The US economy grew in the last quarter, moving up by 2.9%, showing better trade performance and rising consumer demand. The US Commerce Department released the gross domestic product figures revealing the state of the nation's economy prior to the elections on Nov.8.
The growth increase was lower than the past accomplishments but was a marked increase from the past two quarters. The growth is significant enough to likely call the attention of Federal Reserve officers that will be setting the benchmark interest rate in December.
Economists believe that the US economy is on a stable trend despite the modest increase considering the rollercoaster progress at Wall Street and the bickering of political parties prior to the presidential elections. In the last seven years, The US economy has been steadily recovering though the rise maybe modest and not spectacularly big.
US yearly growth remained within the 1.75 percent to 2.75 percent range, averaging 2.6 percent growth from 2010 to 2015.
Economist Michael Gapen of Barclays projects an increase of 2.5 percent for the last quarter and another 2 percent rise on the first quarter of 2017. He believes that consumer demand is stable and industries are gaining strength through inventory reduction and new capital infusion.

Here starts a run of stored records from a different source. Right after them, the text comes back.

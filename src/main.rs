// Copyright (c) 2025 Soumyadip Sarkar.
// All rights reserved.
//
// This source code is licensed under the license found in the
// LICENSE file in the root directory of this source tree.

use std::path::PathBuf;

use anyhow::Result;
use clap::parser::ValueSource;
use tracing::debug;
use tracing_subscriber::EnvFilter;

use finboard::config::Config;
use finboard::{access, cli, commands, db};

fn init_tracing(matches: &clap::ArgMatches) {
    let level = matches
        .get_one::<String>("log-level")
        .map(String::as_str)
        .unwrap_or("warn");
    // RUST_LOG applies unless --log-level was given explicitly
    let filter = match matches.value_source("log-level") {
        Some(ValueSource::CommandLine) => EnvFilter::try_new(level),
        _ => EnvFilter::try_from_default_env().or_else(|_| EnvFilter::try_new(level)),
    }
    .unwrap_or_else(|_| EnvFilter::new("warn"));
    tracing_subscriber::fmt()
        .with_env_filter(filter)
        .with_writer(std::io::stderr)
        .with_target(false)
        .init();
}

fn main() -> Result<()> {
    let cli = cli::build_cli();
    let matches = cli.get_matches();
    init_tracing(&matches);

    let cfg = Config::load(matches.get_one::<String>("config").map(PathBuf::from).as_deref())?;
    let user = matches
        .get_one::<String>("user")
        .cloned()
        .or_else(|| std::env::var("FINBOARD_USER").ok());
    access::ensure_allowed(&cfg.access, user.as_deref())?;

    let mut conn = db::open_or_init()?;
    debug!(home_currency = %cfg.home_currency, "database ready");

    match matches.subcommand() {
        Some(("init", _)) => {
            println!("Database initialized at {}", db::db_path()?.display());
        }
        Some(("category", sub)) => commands::categories::handle(&conn, sub)?,
        Some(("tx", sub)) => commands::transactions::handle(&conn, &cfg, sub)?,
        Some(("budget", sub)) => commands::budgets::handle(&conn, sub)?,
        Some(("recurring", sub)) => commands::recurring::handle(&conn, &cfg, sub)?,
        Some(("income", sub)) => commands::recurring::handle_income(&conn, &cfg, sub)?,
        Some(("msi", sub)) => commands::recurring::handle_msi(&conn, &cfg, sub)?,
        Some(("sweep", sub)) => commands::sweep::handle(&mut conn, &cfg, sub)?,
        Some(("target", sub)) => commands::target::handle(&mut conn, &cfg, sub)?,
        Some(("debt", sub)) => commands::target::handle_debt(&conn, &cfg, sub)?,
        Some(("projection", sub)) => commands::target::projection(&conn, &cfg, sub)?,
        Some(("retirement", sub)) => commands::retirement::handle(&conn, &cfg, sub)?,
        Some(("holdings", sub)) => commands::holdings::handle(&conn, &cfg, sub)?,
        Some(("insights", sub)) => commands::insights::handle(&conn, &cfg, sub)?,
        Some(("import", sub)) => commands::importer::handle(&mut conn, &cfg, sub)?,
        Some(("export", sub)) => commands::exporter::handle(&conn, sub)?,
        _ => {
            cli::build_cli().print_help()?;
            println!();
        }
    }
    Ok(())
}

Trade, manufacturing as well as the energy sectors seem slowing but stable enough not to worry economists. It was expected to be low for the first half the year but the figures showed it is lower than what the analysts predicted. Low investments, low oil prices, high inventories had a marked effect on the nation's economy.
Many economists had predicted an anemic third quarter performance but the figures continued to rise, showing increases in exports and a decrease in imports last September.
Presidential candidate Hilary Clinton welcomed the good news since she has always claimed in her campaign sorties that the US economy is a better shape than what her opponent Donald Trump and the Republicans are saying.